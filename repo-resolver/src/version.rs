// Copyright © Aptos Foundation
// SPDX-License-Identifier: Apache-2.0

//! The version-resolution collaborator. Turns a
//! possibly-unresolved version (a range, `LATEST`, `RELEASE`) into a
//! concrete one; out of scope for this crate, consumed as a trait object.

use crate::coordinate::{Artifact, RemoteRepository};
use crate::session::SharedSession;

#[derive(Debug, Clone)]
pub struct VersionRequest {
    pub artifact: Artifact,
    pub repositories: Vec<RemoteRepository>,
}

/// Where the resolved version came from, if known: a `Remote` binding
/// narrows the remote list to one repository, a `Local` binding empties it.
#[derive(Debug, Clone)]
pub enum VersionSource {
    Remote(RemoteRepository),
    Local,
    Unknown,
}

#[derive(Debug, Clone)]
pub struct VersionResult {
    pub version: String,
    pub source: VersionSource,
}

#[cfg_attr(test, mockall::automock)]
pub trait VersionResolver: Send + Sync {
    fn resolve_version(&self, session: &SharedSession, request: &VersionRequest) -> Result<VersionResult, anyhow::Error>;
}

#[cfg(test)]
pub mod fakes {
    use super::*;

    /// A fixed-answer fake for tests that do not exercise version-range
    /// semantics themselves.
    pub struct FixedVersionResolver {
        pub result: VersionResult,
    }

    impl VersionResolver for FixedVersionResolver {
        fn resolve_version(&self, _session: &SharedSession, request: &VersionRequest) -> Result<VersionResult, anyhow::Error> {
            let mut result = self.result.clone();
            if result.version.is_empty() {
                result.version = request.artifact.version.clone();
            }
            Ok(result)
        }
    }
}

* * *

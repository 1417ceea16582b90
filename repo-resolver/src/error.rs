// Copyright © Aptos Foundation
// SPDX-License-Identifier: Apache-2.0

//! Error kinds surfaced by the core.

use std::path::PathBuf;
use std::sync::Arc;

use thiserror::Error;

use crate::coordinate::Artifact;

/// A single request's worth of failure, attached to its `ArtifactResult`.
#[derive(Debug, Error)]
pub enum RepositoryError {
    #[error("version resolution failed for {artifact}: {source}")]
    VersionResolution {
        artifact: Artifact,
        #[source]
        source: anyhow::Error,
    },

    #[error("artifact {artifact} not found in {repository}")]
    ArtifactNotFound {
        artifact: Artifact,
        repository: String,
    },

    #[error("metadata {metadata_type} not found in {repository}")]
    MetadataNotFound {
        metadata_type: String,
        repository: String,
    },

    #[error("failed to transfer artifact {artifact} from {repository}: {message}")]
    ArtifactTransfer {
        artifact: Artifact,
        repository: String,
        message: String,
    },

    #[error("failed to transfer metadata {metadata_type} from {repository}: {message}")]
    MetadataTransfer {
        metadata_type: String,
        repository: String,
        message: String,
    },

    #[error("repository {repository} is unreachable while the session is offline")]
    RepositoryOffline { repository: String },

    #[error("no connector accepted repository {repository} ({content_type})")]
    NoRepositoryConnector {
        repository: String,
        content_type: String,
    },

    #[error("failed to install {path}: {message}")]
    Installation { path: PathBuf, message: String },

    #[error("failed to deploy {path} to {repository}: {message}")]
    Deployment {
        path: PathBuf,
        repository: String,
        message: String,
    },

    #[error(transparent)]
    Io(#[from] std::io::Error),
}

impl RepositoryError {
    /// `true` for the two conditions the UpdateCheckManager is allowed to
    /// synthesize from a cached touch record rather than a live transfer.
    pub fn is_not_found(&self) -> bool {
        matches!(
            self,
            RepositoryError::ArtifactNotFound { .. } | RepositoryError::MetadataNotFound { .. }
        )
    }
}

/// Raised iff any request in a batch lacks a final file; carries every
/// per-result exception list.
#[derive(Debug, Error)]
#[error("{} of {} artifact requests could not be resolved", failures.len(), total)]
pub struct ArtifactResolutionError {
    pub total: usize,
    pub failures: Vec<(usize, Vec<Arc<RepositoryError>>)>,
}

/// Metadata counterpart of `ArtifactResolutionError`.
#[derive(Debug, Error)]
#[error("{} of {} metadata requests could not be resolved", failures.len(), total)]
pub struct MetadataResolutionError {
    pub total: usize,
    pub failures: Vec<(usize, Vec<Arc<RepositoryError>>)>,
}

...

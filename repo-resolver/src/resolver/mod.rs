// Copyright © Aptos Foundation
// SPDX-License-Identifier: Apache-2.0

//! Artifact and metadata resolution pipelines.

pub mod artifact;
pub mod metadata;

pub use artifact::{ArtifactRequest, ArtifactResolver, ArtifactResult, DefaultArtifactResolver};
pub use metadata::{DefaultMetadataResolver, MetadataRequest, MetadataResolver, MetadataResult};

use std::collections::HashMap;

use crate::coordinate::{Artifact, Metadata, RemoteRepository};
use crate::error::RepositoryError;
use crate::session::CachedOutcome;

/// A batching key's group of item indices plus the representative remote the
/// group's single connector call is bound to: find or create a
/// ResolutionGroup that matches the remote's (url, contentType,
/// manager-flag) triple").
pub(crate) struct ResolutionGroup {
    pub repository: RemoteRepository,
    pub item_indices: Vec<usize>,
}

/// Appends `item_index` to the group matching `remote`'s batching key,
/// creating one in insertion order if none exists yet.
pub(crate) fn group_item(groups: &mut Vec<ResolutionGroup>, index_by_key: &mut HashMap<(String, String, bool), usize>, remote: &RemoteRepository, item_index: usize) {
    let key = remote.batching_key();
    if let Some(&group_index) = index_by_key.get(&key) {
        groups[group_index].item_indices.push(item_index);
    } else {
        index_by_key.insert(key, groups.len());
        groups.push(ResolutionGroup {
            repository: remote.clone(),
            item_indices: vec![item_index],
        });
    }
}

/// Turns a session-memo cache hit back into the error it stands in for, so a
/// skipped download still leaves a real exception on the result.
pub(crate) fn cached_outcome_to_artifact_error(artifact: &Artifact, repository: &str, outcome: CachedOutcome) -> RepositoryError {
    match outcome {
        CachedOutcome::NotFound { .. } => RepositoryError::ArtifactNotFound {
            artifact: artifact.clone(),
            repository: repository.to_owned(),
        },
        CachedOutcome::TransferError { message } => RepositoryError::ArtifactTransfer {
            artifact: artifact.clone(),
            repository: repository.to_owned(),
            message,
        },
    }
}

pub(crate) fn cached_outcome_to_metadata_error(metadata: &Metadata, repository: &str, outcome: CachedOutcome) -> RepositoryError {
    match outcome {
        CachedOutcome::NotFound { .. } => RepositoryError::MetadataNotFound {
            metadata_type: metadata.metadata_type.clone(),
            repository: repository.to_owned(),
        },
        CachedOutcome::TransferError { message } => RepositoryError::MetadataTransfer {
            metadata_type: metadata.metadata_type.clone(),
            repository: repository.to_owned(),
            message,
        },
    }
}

Problem description:
Write down exactly the span of lines above from the one containing "PathBuf, message: String" to the one containing "is allowed to", both ends included.

Task response:
    Installation { path: PathBuf, message: String },

    #[error("failed to deploy {path} to {repository}: {message}")]
    Deployment {
        path: PathBuf,
        repository: String,
        message: String,
    },

    #[error(transparent)]
    Io(#[from] std::io::Error),
}

impl RepositoryError {
    /// `true` for the two conditions the UpdateCheckManager is allowed to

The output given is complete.